Before I knew Judy Blunt the person, I knew her as a character on the page, a hardscrabble young ranch wife who broke away because she wanted more than traditional roles allowed. I knew her as a writer who dipped each sentence in a vat of realism so potent that it cleansed her writing of all clichés. Her memoir, Breaking Clean, castrated western myths and seared off sentimentality like an iron cauterizes a vein.
Now I know Judy as a teacher and friend, as a barometer of western culture and a writer who can smell a fake western story from about the same distance a grizzly can smell a gut pile. She recognizes authentic western writing when it resonates in her Montana bones.
My favorite times with Judy occurred with my classmates around her dining room table, the plane on which we learned how to write. On a budget of $10, each week she cooked and served us homemade breads and soups. My favorite Judy Blunt soup came one winter night after a neighbor requested Judy dispatch a plump, malformed hen. Finest chicken soup I’ve ever eaten.

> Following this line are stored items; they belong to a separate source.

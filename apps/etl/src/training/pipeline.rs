//! Training dataset assembly.
//!
//! Positives are taken whole; negatives are random-sampled in the store at
//! `round(positives * negative_ratio)`. The assembled set is shuffled with a
//! fixed seed so repeated runs over the same rows produce the same row order.

use std::collections::{BTreeMap, HashSet};
use std::path::{Path, PathBuf};

use chrono::NaiveDate;
use clickhouse::Client;
use rand::seq::SliceRandom;
use rand::SeedableRng;
use rand_chacha::ChaCha8Rng;
use serde::Serialize;
use tracing::{info, warn};

use crate::errors::EtlError;
use crate::models::training::{TrainingRecord, TrainingSampleRow};
use crate::training::derive::derive_features;
use crate::training::export::export_to_parquet;
use crate::training::features::FeatureExtractor;

pub const DEFAULT_NEGATIVE_RATIO: f64 = 4.0;

const SHUFFLE_SEED: u64 = 42;

const SAMPLE_SELECT: &str = "\
    SELECT user_id, \
           post_id, \
           author_id, \
           toUInt8(label) AS label, \
           label_type, \
           toUnixTimestamp(impression_time) AS impression_time, \
           toNullable(toUnixTimestamp(click_time)) AS click_time, \
           toUInt64(watch_duration_ms) AS watch_duration_ms, \
           toUInt64(content_duration_ms) AS content_duration_ms, \
           toFloat64(completion_rate) AS completion_rate, \
           recall_source, \
           toUInt32(position_in_feed) AS position_in_feed, \
           session_id, \
           device_type, \
           toUInt8(hour_of_day) AS hour_of_day, \
           toUInt8(day_of_week) AS day_of_week, \
           toString(event_date) AS event_date \
    FROM training_interactions \
    WHERE event_date >= toDate(?) AND event_date <= toDate(?) AND label = ?";

/// How many negatives to draw for `positive_count` positives. `None` means
/// there is nothing to balance against and extraction should stop.
pub fn negative_sample_limit(positive_count: u64, negative_ratio: f64) -> Option<u64> {
    if positive_count == 0 {
        return None;
    }
    Some((positive_count as f64 * negative_ratio).round() as u64)
}

#[derive(Debug, Default, Serialize)]
pub struct DatasetStats {
    pub total_samples: u64,
    pub positive_samples: u64,
    pub negative_samples: u64,
    pub unique_users: u64,
    pub unique_posts: u64,
    pub date_start: Option<String>,
    pub date_end: Option<String>,
    pub label_distribution: BTreeMap<String, u64>,
    pub recall_source_distribution: BTreeMap<String, u64>,
    pub avg_completion_rate: f64,
    pub avg_position_in_feed: f64,
    pub error: Option<String>,
}

pub fn dataset_stats(records: &[TrainingRecord]) -> DatasetStats {
    if records.is_empty() {
        return DatasetStats {
            error: Some("Empty dataset".to_string()),
            ..DatasetStats::default()
        };
    }

    let mut stats = DatasetStats {
        total_samples: records.len() as u64,
        ..DatasetStats::default()
    };
    let mut users = HashSet::new();
    let mut posts = HashSet::new();
    let mut completion_sum = 0.0;
    let mut position_sum = 0.0;

    for record in records {
        let sample = &record.sample;
        if sample.label == 1 {
            stats.positive_samples += 1;
        } else {
            stats.negative_samples += 1;
        }
        users.insert(sample.user_id.as_str());
        posts.insert(sample.post_id.as_str());
        *stats
            .label_distribution
            .entry(sample.label_type.clone())
            .or_insert(0) += 1;
        *stats
            .recall_source_distribution
            .entry(sample.recall_source.clone())
            .or_insert(0) += 1;
        completion_sum += sample.completion_rate;
        position_sum += sample.position_in_feed as f64;

        // ISO dates compare correctly as strings.
        if stats
            .date_start
            .as_deref()
            .map_or(true, |d| sample.event_date.as_str() < d)
        {
            stats.date_start = Some(sample.event_date.clone());
        }
        if stats
            .date_end
            .as_deref()
            .map_or(true, |d| sample.event_date.as_str() > d)
        {
            stats.date_end = Some(sample.event_date.clone());
        }
    }

    stats.unique_users = users.len() as u64;
    stats.unique_posts = posts.len() as u64;
    stats.avg_completion_rate = completion_sum / records.len() as f64;
    stats.avg_position_in_feed = position_sum / records.len() as f64;
    stats
}

fn shuffle_records(records: &mut [TrainingRecord]) {
    let mut rng = ChaCha8Rng::seed_from_u64(SHUFFLE_SEED);
    records.shuffle(&mut rng);
}

pub struct TrainingDataPipeline {
    store: Client,
    features: FeatureExtractor,
}

impl TrainingDataPipeline {
    pub fn new(store: Client) -> Self {
        let features = FeatureExtractor::new(store.clone());
        Self { store, features }
    }

    /// Extracts labeled samples for the date range, joins feature snapshots
    /// and derived columns onto them, and shuffles the result.
    pub async fn build_training_dataset(
        &self,
        start_date: NaiveDate,
        end_date: NaiveDate,
        negative_ratio: f64,
    ) -> Result<Vec<TrainingRecord>, EtlError> {
        info!(
            "Building training dataset for {start_date}..={end_date} (negative ratio {negative_ratio})"
        );

        // 1. All positives in range.
        let positives = self.extract_samples(start_date, end_date, 1, None).await?;

        // 2. Negatives proportional to the positives actually found.
        let Some(limit) = negative_sample_limit(positives.len() as u64, negative_ratio) else {
            warn!("No positive samples in {start_date}..={end_date}, skipping extraction");
            return Ok(Vec::new());
        };
        let negatives = self
            .extract_samples(start_date, end_date, 0, Some(limit))
            .await?;
        info!(
            "Extracted {} positive and {} negative samples",
            positives.len(),
            negatives.len()
        );

        // 3. One feature lookup for every (user, post) pair in the set.
        let pairs: Vec<(String, String)> = positives
            .iter()
            .chain(negatives.iter())
            .map(|s| (s.user_id.clone(), s.post_id.clone()))
            .collect();
        let feature_map = self.features.features_batch(&pairs).await;

        // 4. Assemble and shuffle.
        let mut records: Vec<TrainingRecord> = positives
            .into_iter()
            .chain(negatives)
            .map(|sample| {
                let features = feature_map
                    .get(&(sample.user_id.clone(), sample.post_id.clone()))
                    .cloned();
                let derived = derive_features(&sample);
                TrainingRecord {
                    sample,
                    features,
                    derived,
                }
            })
            .collect();
        shuffle_records(&mut records);

        info!("Assembled {} training records", records.len());
        Ok(records)
    }

    /// Builds one day's dataset and exports it under
    /// `output_dir/date=<date>/`. An empty day is reported in the stats, not
    /// treated as a failure.
    pub async fn run_daily(
        &self,
        date: NaiveDate,
        output_dir: &Path,
        negative_ratio: f64,
    ) -> Result<(Option<PathBuf>, DatasetStats), EtlError> {
        let records = self
            .build_training_dataset(date, date, negative_ratio)
            .await?;
        if records.is_empty() {
            warn!("No training data for {date}");
            let mut stats = dataset_stats(&records);
            stats.error = Some(format!("No training data for {date}"));
            return Ok((None, stats));
        }

        let day_dir = output_dir.join(format!("date={date}"));
        let path = export_to_parquet(&records, &day_dir, &[])?;
        Ok((Some(path), dataset_stats(&records)))
    }

    async fn extract_samples(
        &self,
        start_date: NaiveDate,
        end_date: NaiveDate,
        label: u8,
        limit: Option<u64>,
    ) -> Result<Vec<TrainingSampleRow>, EtlError> {
        let start = start_date.format("%Y-%m-%d").to_string();
        let end = end_date.format("%Y-%m-%d").to_string();

        let rows = match limit {
            // Random draw, bounded. Used for negatives.
            Some(limit) => {
                let sql = format!("{SAMPLE_SELECT} ORDER BY rand() LIMIT ?");
                self.store
                    .query(&sql)
                    .bind(start)
                    .bind(end)
                    .bind(label)
                    .bind(limit)
                    .fetch_all::<TrainingSampleRow>()
                    .await?
            }
            None => {
                self.store
                    .query(SAMPLE_SELECT)
                    .bind(start)
                    .bind(end)
                    .bind(label)
                    .fetch_all::<TrainingSampleRow>()
                    .await?
            }
        };
        Ok(rows)
    }
}
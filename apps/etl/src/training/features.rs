//! Batch feature-snapshot lookup for training samples.

use std::collections::HashMap;

use tracing::{info, warn};

use crate::errors::EtlError;
use crate::models::training::FeatureSnapshot;

/// Reads precomputed per-(user, post) feature snapshots.
pub struct FeatureExtractor {
    store: clickhouse::Client,
}

impl FeatureExtractor {
    pub fn new(store: clickhouse::Client) -> Self {
        FeatureExtractor { store }
    }

    /// Most recent snapshot per requested (user, post) pair, keyed for the
    /// join. Pairs without a snapshot are simply absent. A store failure
    /// degrades to an empty map with a warning; affected samples keep null
    /// feature values instead of being dropped.
    pub async fn features_batch(
        &self,
        pairs: &[(String, String)],
    ) -> HashMap<(String, String), FeatureSnapshot> {
        if pairs.is_empty() {
            return HashMap::new();
        }

        let mut user_ids: Vec<String> = pairs.iter().map(|(u, _)| u.clone()).collect();
        user_ids.sort_unstable();
        user_ids.dedup();
        let mut post_ids: Vec<String> = pairs.iter().map(|(_, p)| p.clone()).collect();
        post_ids.sort_unstable();
        post_ids.dedup();

        match self.try_features_batch(user_ids, post_ids).await {
            Ok(snapshots) => snapshots,
            Err(e) => {
                warn!("Feature lookup failed, continuing without features: {e}");
                HashMap::new()
            }
        }
    }

    // The WHERE clause is a superset filter (any requested user crossed
    // with any requested post); the caller joins on exact pairs.
    async fn try_features_batch(
        &self,
        user_ids: Vec<String>,
        post_ids: Vec<String>,
    ) -> Result<HashMap<(String, String), FeatureSnapshot>, EtlError> {
        let rows = self
            .store
            .query(
                r#"
                SELECT
                    user_id,
                    post_id,
                    toUInt64(user_follower_count) AS user_follower_count,
                    toUInt64(user_following_count) AS user_following_count,
                    toUInt64(user_post_count) AS user_post_count,
                    toFloat64(user_avg_session_length) AS user_avg_session_length,
                    toUInt32(user_active_days_30d) AS user_active_days_30d,
                    toFloat64(post_age_hours) AS post_age_hours,
                    toUInt64(post_like_count) AS post_like_count,
                    toUInt64(post_comment_count) AS post_comment_count,
                    toUInt64(post_view_count) AS post_view_count,
                    toFloat64(post_completion_rate) AS post_completion_rate,
                    toFloat64(post_engagement_rate) AS post_engagement_rate,
                    toUInt8(has_music) AS has_music,
                    toUInt8(is_original) AS is_original,
                    toUInt64(author_follower_count) AS author_follower_count,
                    toFloat64(author_avg_engagement) AS author_avg_engagement,
                    toFloat64(author_post_frequency) AS author_post_frequency,
                    toFloat64(user_author_affinity) AS user_author_affinity,
                    toUInt64(user_author_interaction_count) AS user_author_interaction_count,
                    toFloat64(recall_weight) AS recall_weight,
                    extra_features
                FROM training_features
                WHERE has(?, user_id)
                  AND has(?, post_id)
                ORDER BY snapshot_time DESC
                LIMIT 1 BY user_id, post_id
                "#,
            )
            .bind(user_ids)
            .bind(post_ids)
            .fetch_all::<FeatureSnapshot>()
            .await?;
        info!("Fetched {} feature snapshots", rows.len());

        Ok(rows
            .into_iter()
            .map(|row| ((row.user_id.clone(), row.post_id.clone()), row))
            .collect())
    }
}
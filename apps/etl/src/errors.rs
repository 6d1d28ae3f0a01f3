use thiserror::Error;

/// Component-level error type for the ETL stages.
/// Stage entry points catch these into their returned stats; everything
/// that escapes aborts the run with a nonzero exit.
#[derive(Debug, Error)]
pub enum EtlError {
    #[error("Store error: {0}")]
    Store(#[from] clickhouse::error::Error),

    #[error("Cache error: {0}")]
    Cache(#[from] redis::RedisError),

    #[error("Arrow error: {0}")]
    Arrow(#[from] arrow_schema::ArrowError),

    #[error("Parquet error: {0}")]
    Parquet(#[from] parquet::errors::ParquetError),

    #[error("I/O error: {0}")]
    Io(#[from] std::io::Error),

    #[error("Invalid partition column: {0}")]
    InvalidPartitionColumn(String),
}
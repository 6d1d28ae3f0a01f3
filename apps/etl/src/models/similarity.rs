use clickhouse::Row;
use serde::{Deserialize, Serialize};

/// One qualifying entity with its distinct interactor set, as aggregated by
/// the store. For item similarity the entity is an item and the interactors
/// are users; for user similarity the roles are swapped.
#[derive(Debug, Row, Deserialize)]
pub struct EntityInteractors {
    pub entity_id: String,
    pub interactors: Vec<String>,
}

/// One directed pair in the `item_similarity` table. A compute cycle inserts
/// a full generation of these sharing a single `version`; the table merges
/// duplicates by latest version, so readers query with FINAL.
///
/// ```sql
/// CREATE TABLE item_similarity (
///     item_id String,
///     similar_item_id String,
///     similarity_score Float64,
///     similarity_type String,
///     co_interaction_count UInt32,
///     jaccard_score Float64,
///     cosine_score Float64,
///     computed_at DateTime,
///     version UInt64
/// ) ENGINE = ReplacingMergeTree(version)
/// ORDER BY (item_id, similar_item_id);
/// ```
#[derive(Debug, Clone, Row, Serialize)]
pub struct ItemSimilarityRow {
    pub item_id: String,
    pub similar_item_id: String,
    pub similarity_score: f64,
    pub similarity_type: String,
    pub co_interaction_count: u32,
    pub jaccard_score: f64,
    pub cosine_score: f64,
    pub computed_at: u32,
    pub version: u64,
}

/// One directed pair in the `user_similarity` table.
/// `common_authors_count` is reserved and always written as zero.
///
/// ```sql
/// CREATE TABLE user_similarity (
///     user_id String,
///     similar_user_id String,
///     similarity_score Float64,
///     similarity_type String,
///     common_items_count UInt32,
///     common_authors_count UInt32,
///     jaccard_score Float64,
///     cosine_score Float64,
///     computed_at DateTime,
///     version UInt64
/// ) ENGINE = ReplacingMergeTree(version)
/// ORDER BY (user_id, similar_user_id);
/// ```
#[derive(Debug, Clone, Row, Serialize)]
pub struct UserSimilarityRow {
    pub user_id: String,
    pub similar_user_id: String,
    pub similarity_score: f64,
    pub similarity_type: String,
    pub common_items_count: u32,
    pub common_authors_count: u32,
    pub jaccard_score: f64,
    pub cosine_score: f64,
    pub computed_at: u32,
    pub version: u64,
}

/// One page row of the sync read: every stored neighbor of one entity,
/// unranked. Ranking and the top-K cap happen in-process before the
/// cache write.
#[derive(Debug, Row, Deserialize)]
pub struct NeighborPage {
    pub entity_id: String,
    pub neighbor_ids: Vec<String>,
    pub scores: Vec<f64>,
}

/// Aggregate counts over `user_recent_items` within the lookback window.
#[derive(Debug, Row, Deserialize)]
pub struct RecentActivityCounts {
    pub total_interactions: u64,
    pub unique_users: u64,
    pub unique_posts: u64,
}
use anyhow::{Context, Result};
use redis::aio::ConnectionManager;
use tracing::info;

use crate::config::Config;

/// Creates a ClickHouse client and verifies connectivity with a ping query,
/// so a bad host or credentials fail the run before any stage starts.
pub async fn create_store_client(config: &Config) -> Result<clickhouse::Client> {
    info!("Connecting to ClickHouse at {}...", config.clickhouse_url());

    let client = clickhouse::Client::default()
        .with_url(config.clickhouse_url())
        .with_database(config.clickhouse_database.clone())
        .with_user(config.clickhouse_user.clone())
        .with_password(config.clickhouse_password.clone());

    client
        .query("SELECT 1")
        .fetch_one::<u8>()
        .await
        .context("ClickHouse connectivity check failed")?;

    info!("ClickHouse connection established");
    Ok(client)
}

/// Creates a managed Redis connection and verifies it with a PING.
pub async fn create_cache_connection(config: &Config) -> Result<ConnectionManager> {
    info!(
        "Connecting to Redis at {}:{}/{}...",
        config.redis_host, config.redis_port, config.redis_db
    );

    let client =
        redis::Client::open(config.redis_url()).context("Invalid Redis connection URL")?;
    let mut manager = client
        .get_connection_manager()
        .await
        .context("Redis connection failed")?;

    redis::cmd("PING")
        .query_async::<_, String>(&mut manager)
        .await
        .context("Redis connectivity check failed")?;

    info!("Redis connection established");
    Ok(manager)
}
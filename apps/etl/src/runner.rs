//! Full pipeline orchestration for the `run` subcommand.
//!
//! Stages execute in a fixed order: similarity, sync, extract, train
//! handoff. Each stage builds its own clients, so a run that only extracts
//! never needs Redis. Compute and sync failures are carried inside their
//! stats; extraction and export failures abort the run.

use std::path::{Path, PathBuf};
use std::time::Instant;

use anyhow::{bail, Context};
use chrono::Utc;
use serde::Serialize;
use tracing::{info, warn};

use crate::config::Config;
use crate::db::{create_cache_connection, create_store_client};
use crate::similarity::computer::{
    ItemSimilarityParams, RecentItemsStats, SimilarityComputeStats, SimilarityComputer,
    UserSimilarityParams,
};
use crate::similarity::sync::{SimilaritySync, SyncStats};
use crate::training::export::export_to_parquet;
use crate::training::pipeline::{
    dataset_stats, DatasetStats, TrainingDataPipeline, DEFAULT_NEGATIVE_RATIO,
};

const RECENT_ITEMS_LOOKBACK_DAYS: u32 = 7;

const ITEM_SYNC_BATCH: u64 = 1000;
const ITEM_SYNC_TOP_K: usize = 50;
const USER_SYNC_BATCH: u64 = 500;
const USER_SYNC_TOP_K: usize = 30;
const RECENT_SYNC_BATCH: u64 = 1000;
const RECENT_SYNC_MAX_ITEMS: usize = 50;

/// Which stages a `run` invocation executes. No flags means everything.
#[derive(Debug, Clone, Copy)]
pub struct StageSelection {
    pub similarity: bool,
    pub sync: bool,
    pub extract: bool,
    pub train: bool,
}

impl StageSelection {
    pub fn from_flags(all: bool, similarity: bool, sync: bool, extract: bool, train: bool) -> Self {
        if all || !(similarity || sync || extract || train) {
            return StageSelection {
                similarity: true,
                sync: true,
                extract: true,
                train: true,
            };
        }
        StageSelection {
            similarity,
            sync,
            extract,
            train,
        }
    }
}

#[derive(Debug, Clone)]
pub struct RunOptions {
    pub training_days: u32,
    pub lookback_days: u32,
    pub data_dir: PathBuf,
}

#[derive(Debug, Default, Serialize)]
pub struct RunReport {
    pub similarity: Option<SimilarityStageReport>,
    pub sync: Option<SyncStageReport>,
    pub extract: Option<ExtractStageReport>,
    pub train: Option<TrainStageReport>,
}

#[derive(Debug, Serialize)]
pub struct SimilarityStageReport {
    pub items: SimilarityComputeStats,
    pub users: SimilarityComputeStats,
    pub recent_items: RecentItemsStats,
}

#[derive(Debug, Serialize)]
pub struct SyncStageReport {
    pub items: SyncStats,
    pub users: SyncStats,
    pub recent_items: SyncStats,
}

#[derive(Debug, Serialize)]
pub struct ExtractStageReport {
    pub output_path: Option<String>,
    pub dataset: DatasetStats,
}

#[derive(Debug, Serialize)]
pub struct TrainStageReport {
    pub dataset_path: String,
}

pub async fn run_pipeline(
    config: &Config,
    stages: StageSelection,
    opts: &RunOptions,
) -> anyhow::Result<RunReport> {
    let started = Instant::now();
    info!(
        "Pipeline run starting (similarity={}, sync={}, extract={}, train={})",
        stages.similarity, stages.sync, stages.extract, stages.train
    );

    let mut report = RunReport::default();
    if stages.similarity {
        report.similarity = Some(run_similarity_stage(config, opts.lookback_days).await?);
    }
    if stages.sync {
        report.sync = Some(run_sync_stage(config).await?);
    }
    if stages.extract {
        report.extract = Some(run_extract_stage(config, opts).await?);
    }
    if stages.train {
        report.train = Some(resolve_train_stage(&opts.data_dir)?);
    }

    info!("Pipeline run finished in {:.2?}", started.elapsed());
    Ok(report)
}

async fn run_similarity_stage(
    config: &Config,
    lookback_days: u32,
) -> anyhow::Result<SimilarityStageReport> {
    let store = create_store_client(config).await?;
    let computer = SimilarityComputer::new(store);

    let items = computer
        .compute_item_similarity(&ItemSimilarityParams {
            lookback_days,
            ..Default::default()
        })
        .await;
    let users = computer
        .compute_user_similarity(&UserSimilarityParams {
            lookback_days,
            ..Default::default()
        })
        .await;
    let recent_items = computer
        .update_user_recent_items(RECENT_ITEMS_LOOKBACK_DAYS)
        .await;

    Ok(SimilarityStageReport {
        items,
        users,
        recent_items,
    })
}

async fn run_sync_stage(config: &Config) -> anyhow::Result<SyncStageReport> {
    let store = create_store_client(config).await?;
    let cache = create_cache_connection(config).await?;
    let sync = SimilaritySync::new(store, cache);

    let items = sync
        .sync_item_similarity(ITEM_SYNC_BATCH, ITEM_SYNC_TOP_K)
        .await;
    let users = sync
        .sync_user_similarity(USER_SYNC_BATCH, USER_SYNC_TOP_K)
        .await;
    let recent_items = sync
        .sync_user_recent_items(
            RECENT_SYNC_BATCH,
            RECENT_ITEMS_LOOKBACK_DAYS,
            RECENT_SYNC_MAX_ITEMS,
        )
        .await;

    Ok(SyncStageReport {
        items,
        users,
        recent_items,
    })
}

async fn run_extract_stage(
    config: &Config,
    opts: &RunOptions,
) -> anyhow::Result<ExtractStageReport> {
    let store = create_store_client(config).await?;
    let pipeline = TrainingDataPipeline::new(store);

    let end_date = Utc::now().date_naive();
    let start_date = end_date - chrono::Duration::days(i64::from(opts.training_days));
    let records = pipeline
        .build_training_dataset(start_date, end_date, DEFAULT_NEGATIVE_RATIO)
        .await?;
    let stats = dataset_stats(&records);

    if records.is_empty() {
        warn!("Extract stage produced no records, nothing exported");
        return Ok(ExtractStageReport {
            output_path: None,
            dataset: stats,
        });
    }
    let path = export_to_parquet(&records, &opts.data_dir, &[])?;
    Ok(ExtractStageReport {
        output_path: Some(path.display().to_string()),
        dataset: stats,
    })
}

/// The trainer itself runs outside this pipeline; this stage only resolves
/// which dataset it should pick up.
fn resolve_train_stage(data_dir: &Path) -> anyhow::Result<TrainStageReport> {
    let newest = newest_dataset(data_dir)
        .with_context(|| format!("scanning {} for datasets", data_dir.display()))?;
    let Some(path) = newest else {
        bail!("No training dataset found under {}", data_dir.display());
    };
    info!("Training handoff dataset: {}", path.display());
    Ok(TrainStageReport {
        dataset_path: path.display().to_string(),
    })
}

fn newest_dataset(data_dir: &Path) -> std::io::Result<Option<PathBuf>> {
    let mut newest: Option<PathBuf> = None;
    for entry in std::fs::read_dir(data_dir)? {
        let path = entry?.path();
        let Some(name) = path.file_name().and_then(|n| n.to_str()) else {
            continue;
        };
        if !(name.starts_with("training_data_") && name.ends_with(".parquet")) {
            continue;
        }
        // The embedded timestamp makes names sort chronologically.
        let newer = newest
            .as_ref()
            .and_then(|p| p.file_name())
            .and_then(|n| n.to_str())
            .map_or(true, |best| name > best);
        if newer {
            newest = Some(path);
        }
    }
    Ok(newest)
}

#[cfg(test)]
mod tests {
    use super::*;

    #[test]
    fn test_stage_selection_defaults_to_all() {
        let none = StageSelection::from_flags(false, false, false, false, false);
        assert!(none.similarity && none.sync && none.extract && none.train);

        let all = StageSelection::from_flags(true, false, true, false, false);
        assert!(all.similarity && all.sync && all.extract && all.train);

        let only_sync = StageSelection::from_flags(false, false, true, false, false);
        assert!(!only_sync.similarity && only_sync.sync);
        assert!(!only_sync.extract && !only_sync.train);
    }

    #[test]
    fn test_newest_dataset_picks_latest_by_name() {
        let dir = tempfile::tempdir().unwrap();
        for name in [
            "training_data_20240101_120000.parquet",
            "training_data_20240315_090000.parquet",
            "training_data_20240214_000000.parquet",
            "notes.txt",
            "training_data_20990101.csv",
        ] {
            std::fs::File::create(dir.path().join(name)).unwrap();
        }

        let newest = newest_dataset(dir.path()).unwrap().unwrap();
        assert_eq!(
            newest.file_name().unwrap(),
            "training_data_20240315_090000.parquet"
        );
    }

    #[test]
    fn test_newest_dataset_empty_dir() {
        let dir = tempfile::tempdir().unwrap();
        assert!(newest_dataset(dir.path()).unwrap().is_none());
    }
}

Judy grew up in the Missouri Breaks country of eastern Montana, a land so open that sometimes it seems it has run away. In a manner of speaking, this is what Judy did. Although the ranch life shaped her, it did not offer all she needed.
Freshly divorced, at age thirty-three Judy plucked herself and her three children from their prairie roots, moved to the mountains of Missoula, and enrolled at the University of Montana where she studied journalism and creative writing and earned income by refinishing wood floors. I doubt she could have imagined the changes ahead of her.
On the last day of my studies with Judy, I sat with her on her shaded Missoula back porch, surrounded by an impeccable lawn, flowering shrubbery, and beds of blooming herbs, flowers, and vegetables. Tomato plants hung upside-down from the porch beams, birds chirped, and an occasional dog barked in the distance.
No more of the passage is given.